First, trigger the generation of sp, then streampark will obtain the generated sp from Flink and write it to the database. Second, when restoring from sp, it will obtain the sp parameters from the database.

So if we fix this issue, should we obtain the format 2 in Figure 1 when obtaining sp from Flink, so that the code in other places doesn't need to be changed?

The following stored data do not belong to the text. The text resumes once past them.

// -*- mode: rust; -*-
//
// This file is part of ec-zvp.
// See LICENSE for licensing information.

//! Factor sets: the zero-value conditions a formula can expose.
//!
//! A formula's factor set is computed by executing it symbolically in
//! affine-lifted form (every `Zi = 1`, coordinates as free variables
//! `x1, y1, x2, y2`, curve parameters as `a`, `b`), collecting every
//! intermediate polynomial of the trace, filtering out those that can
//! never distinguish anything, and factoring the survivors into monic
//! irreducible-ish pieces. Any point assignment zeroing one of these
//! factors zeroes the corresponding intermediate of the real
//! computation, which is exactly the event a zero-value side channel
//! observes.
//!
//! Filtered out by default:
//!
//! * the zero polynomial (the intermediate is identically zero);
//! * nonzero constants (never zero, nothing to observe);
//! * polynomials in the curve parameters only (constant once the curve
//!   is fixed, so they carry no point dependence) — unless the caller's
//!   [`FilterPolicy`] asks to keep them.
//!
//! Factors are deduplicated in monic form and refined pairwise across
//! the whole trace, so two intermediates sharing a factor contribute it
//! once.

use std::collections::BTreeSet;

use tracing::info;

use crate::deadline::Deadline;
use crate::errors::Error;
use crate::exec::{self, SymbolicDomain};
use crate::factor;
use crate::field::PrimeField;
use crate::formula::{CoordinateModel, Formula};
use crate::poly::Poly;

/// Which trace intermediates participate in the factor set.
#[derive(Clone, Copy, Debug, Default, Eq, PartialEq)]
pub struct FilterPolicy {
    /// Keep factors depending only on the curve parameters `a` and `b`.
    /// Off by default: such factors are fixed by the curve choice and
    /// cannot be steered by input points.
    pub keep_parameter_only: bool,
}

/// The set of monic factors of a formula's intermediate polynomials.
#[derive(Clone, Debug, Eq, PartialEq)]
pub struct FactorSet {
    formula: String,
    model: CoordinateModel,
    factors: BTreeSet<Poly>,
}

impl FactorSet {
    /// Compute the factor set of `formula` over `field`.
    pub fn compute(
        formula: &Formula,
        field: &PrimeField,
        policy: FilterPolicy,
        deadline: Deadline,
    ) -> Result<FactorSet, Error> {
        let domain = SymbolicDomain::new(field.clone());
        let bindings = exec::affine_symbolic_bindings(formula, &domain);
        let trace = exec::execute(formula, &bindings, &domain)?;

        let mut factors = BTreeSet::new();
        for (_name, value) in trace.intermediates() {
            deadline.check("factor-set computation")?;
            if !retained(value, policy) {
                continue;
            }
            factors.extend(factor::factor(value, field, deadline)?);
        }
        // cross-intermediate refinement: shared divisors are counted
        // once and composite survivors get split by their co-members
        let mut factors = factor::refine(factors, field, deadline)?;
        if !policy.keep_parameter_only {
            factors.retain(|f| retained(f, policy));
        }

        info!(
            formula = %formula.name(),
            model = formula.model().name(),
            factors = factors.len(),
            "factor set computed"
        );
        Ok(FactorSet {
            formula: formula.name().to_owned(),
            model: formula.model(),
            factors,
        })
    }

    /// Name of the formula this set belongs to.
    pub fn formula(&self) -> &str {
        &self.formula
    }

    /// Coordinate model of the originating formula.
    pub fn model(&self) -> CoordinateModel {
        self.model
    }

    /// The factors, in the canonical polynomial order.
    pub fn iter(&self) -> impl Iterator<Item = &Poly> {
        self.factors.iter()
    }

    /// Number of factors.
    pub fn len(&self) -> usize {
        self.factors.len()
    }

    /// Whether the set is empty.
    pub fn is_empty(&self) -> bool {
        self.factors.is_empty()
    }

    /// Whether `f` (in monic form) is a member.
    pub fn contains(&self, f: &Poly) -> bool {
        self.factors.contains(f)
    }

    /// Factors present in `self` but not in `other`: the conditions
    /// that can tell the two formulas apart.
    pub fn difference(&self, other: &FactorSet) -> BTreeSet<Poly> {
        self.factors.difference(&other.factors).cloned().collect()
    }

    /// Factors both formulas share.
    pub fn intersection(&self, other: &FactorSet) -> BTreeSet<Poly> {
        self.factors.intersection(&other.factors).cloned().collect()
    }
}

/// Filter predicate for intermediates and final factors.
fn retained(p: &Poly, policy: FilterPolicy) -> bool {
    if p.is_zero() || p.is_constant() {
        return false;
    }
    if !policy.keep_parameter_only {
        let point_dependent = p
            .variables()
            .iter()
            .any(|v| v != "a" && v != "b");
        if !point_dependent {
            return false;
        }
    }
    true
}

#[cfg(test)]
mod test {
    use super::*;
    use crate::formula::lookup;
    use num_bigint::BigUint;

    fn field() -> PrimeField {
        let p = BigUint::parse_bytes(b"c50de883f0e7b167", 16).unwrap();
        PrimeField::new(p).unwrap()
    }

    fn var(name: &str) -> Poly {
        Poly::variable(name)
    }

    #[test]
    fn addition_factor_set_contains_coordinate_sums() {
        let f = field();
        let formula = lookup(CoordinateModel::Projective, "add-2007-bl").unwrap();
        let set =
            FactorSet::compute(&formula, &f, FilterPolicy::default(), Deadline::none()).unwrap();

        // T = x1 + x2 and M = y1 + y2 appear directly in the trace.
        assert!(set.contains(&var("x1").add(&var("x2"), &f)));
        assert!(set.contains(&var("y1").add(&var("y2"), &f)));
        assert!(!set.is_empty());
    }

    #[test]
    fn factor_sets_are_deterministic() {
        let f = field();
        let formula = lookup(CoordinateModel::Jacobian, "add-1986-cc").unwrap();
        let a =
            FactorSet::compute(&formula, &f, FilterPolicy::default(), Deadline::none()).unwrap();
        let b =
            FactorSet::compute(&formula, &f, FilterPolicy::default(), Deadline::none()).unwrap();
        assert_eq!(a, b);
    }

    #[test]
    fn chudnovsky_addition_sees_coordinate_differences() {
        let f = field();
        let formula = lookup(CoordinateModel::Jacobian, "add-1986-cc").unwrap();
        let set =
            FactorSet::compute(&formula, &f, FilterPolicy::default(), Deadline::none()).unwrap();

        // P = x2 - x1 and R = y2 - y1, monic.
        assert!(set.contains(&var("x2").sub(&var("x1"), &f).monic(&f)));
        assert!(set.contains(&var("y2").sub(&var("y1"), &f).monic(&f)));
    }

    #[test]
    fn unified_and_chudnovsky_addition_differ() {
        let f = field();
        let bl = FactorSet::compute(
            &lookup(CoordinateModel::Projective, "add-2007-bl").unwrap(),
            &f,
            FilterPolicy::default(),
            Deadline::none(),
        )
        .unwrap();
        let cc = FactorSet::compute(
            &lookup(CoordinateModel::Jacobian, "add-1986-cc").unwrap(),
            &f,
            FilterPolicy::default(),
            Deadline::none(),
        )
        .unwrap();

        let diff = bl.difference(&cc);
        assert!(!diff.is_empty());
        // y1 + y2 vanishes only at P, -P pairs: unified addition sees
        // it, the chord-only Chudnovsky formula does not.
        assert!(diff.contains(&var("y1").add(&var("y2"), &f)));
        assert!(!cc.contains(&var("y1").add(&var("y2"), &f)));
    }

    #[test]
    fn parameter_only_factors_are_filtered() {
        let f = field();
        let formula = lookup(CoordinateModel::Jacobian, "dbl-2007-bl").unwrap();
        let set =
            FactorSet::compute(&formula, &f, FilterPolicy::default(), Deadline::none()).unwrap();
        for factor in set.iter() {
            let vars = factor.variables();
            assert!(vars.iter().any(|v| v != "a" && v != "b"), "parameter-only factor {} survived", factor);
        }

        // t4 = a * ZZ^2 lifts to the bare parameter a; the permissive
        // policy keeps it.
        let keep = FilterPolicy { keep_parameter_only: true };
        let set = FactorSet::compute(&formula, &f, keep, Deadline::none()).unwrap();
        assert!(set.contains(&var("a")));
    }

    #[test]
    fn doubling_set_contains_tangent_conditions() {
        let f = field();
        let formula = lookup(CoordinateModel::Projective, "dbl-2007-bl").unwrap();
        let set =
            FactorSet::compute(&formula, &f, FilterPolicy::default(), Deadline::none()).unwrap();

        // R = 2*y1^2 contributes y1; w = 3*x1^2 + a survives whole.
        assert!(set.contains(&var("y1")));
        let three_inv = f.invert(&BigUint::from(3u32));
        let w_monic = var("x1")
            .sqr(&f)
            .scale(&BigUint::from(3u32), &f)
            .add(&var("a"), &f)
            .scale(&three_inv, &f);
        assert!(set.contains(&w_monic));
    }
}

wolfboys commented 1 year ago

Thank you for providing the information. We encourage you to fix this bug, how about it? 💪 We need to test and determine the savepoint path rules under different versions of Flink (1.12 ~ 1.17). We warmly welcome you to fix this bug. And we believe you can do it! 👍😊

lukeyan2023 commented 1 year ago

Thank you for providing the information. We encourage you to fix this bug, how about it? 💪 We need to test and determine the savepoint path rules under different versions of Flink (1.12 ~ 1.17). We warmly welcome you to fix this bug. And we believe you can do it! 👍😊

I am willing to fix this bug and am currently reading the relevant code, but due to my limited abilities, it may take some time

lukeyan2023 commented 1 year ago

image

By reviewing the relevant source code and Flink official documents, I believe that the correct savepoint format should be Format 1 in the screenshot

So I think this should be a problem with Flink, not Streampark。To prove this, I ran the following test

Flink Version 1.17.1

  1. Use HDFS to store the savepoint, and use the sp recovery task in format 1 as shown in the screenshot. Test result successful
  2. Use S3 to store the savepoint and select the s3a protocol, and use the sp restore task of format 1 in the screenshot. Test result successful
  3. Use S3 to store the savepoint and select the s3p protocol, and use the sp restore task of format 1 in the screenshot. test result failed
  4. Use S3 to store the savepoint and select the s3p protocol, and use the sp recovery task in format 2 in the screenshot. Test result successful

In summary, it should be that flink sp has unexpected behavior when using S3 storage and using the s3p protocol

If this is the design goal of flink, then maybe streampark needs to be optimized specifically for this scenario. If this does not meet the design goals of flink, it seems that the BUG should be reported to the flink community

@wolfboys

wolfboys commented 1 year ago

image

By reviewing the relevant source code and Flink official documents, I believe that the correct savepoint format should be Format 1 in the screenshot

So I think this should be a problem with Flink, not Streampark。To prove this, I ran the following test

Flink Version 1.17.1

  1. Use HDFS to store the savepoint, and use the sp recovery task in format 1 as shown in the screenshot. Test result successful
  2. Use S3 to store the savepoint and select the s3a protocol, and use the sp restore task of format 1 in the screenshot. Test result successful
  3. Use S3 to store the savepoint and select the s3p protocol, and use the sp restore task of format 1 in the screenshot. test result failed
  4. Use S3 to store the savepoint and select the s3p protocol, and use the sp recovery task in format 2 in the screenshot. Test result successful

In summary, it should be that flink sp has unexpected behavior when using S3 storage and using the s3p protocol

If this is the design goal of flink, then maybe streampark needs to be optimized specifically for this scenario. If this does not meet the design goals of flink, it seems that the BUG should be reported to the flink community

@wolfboys

Sorry for taking so long to get back here, based on your description, there is a preliminary suspicion that it might be a bug in Flink. We need further confirmation. If it is true, we can provide feedback to the Flink community.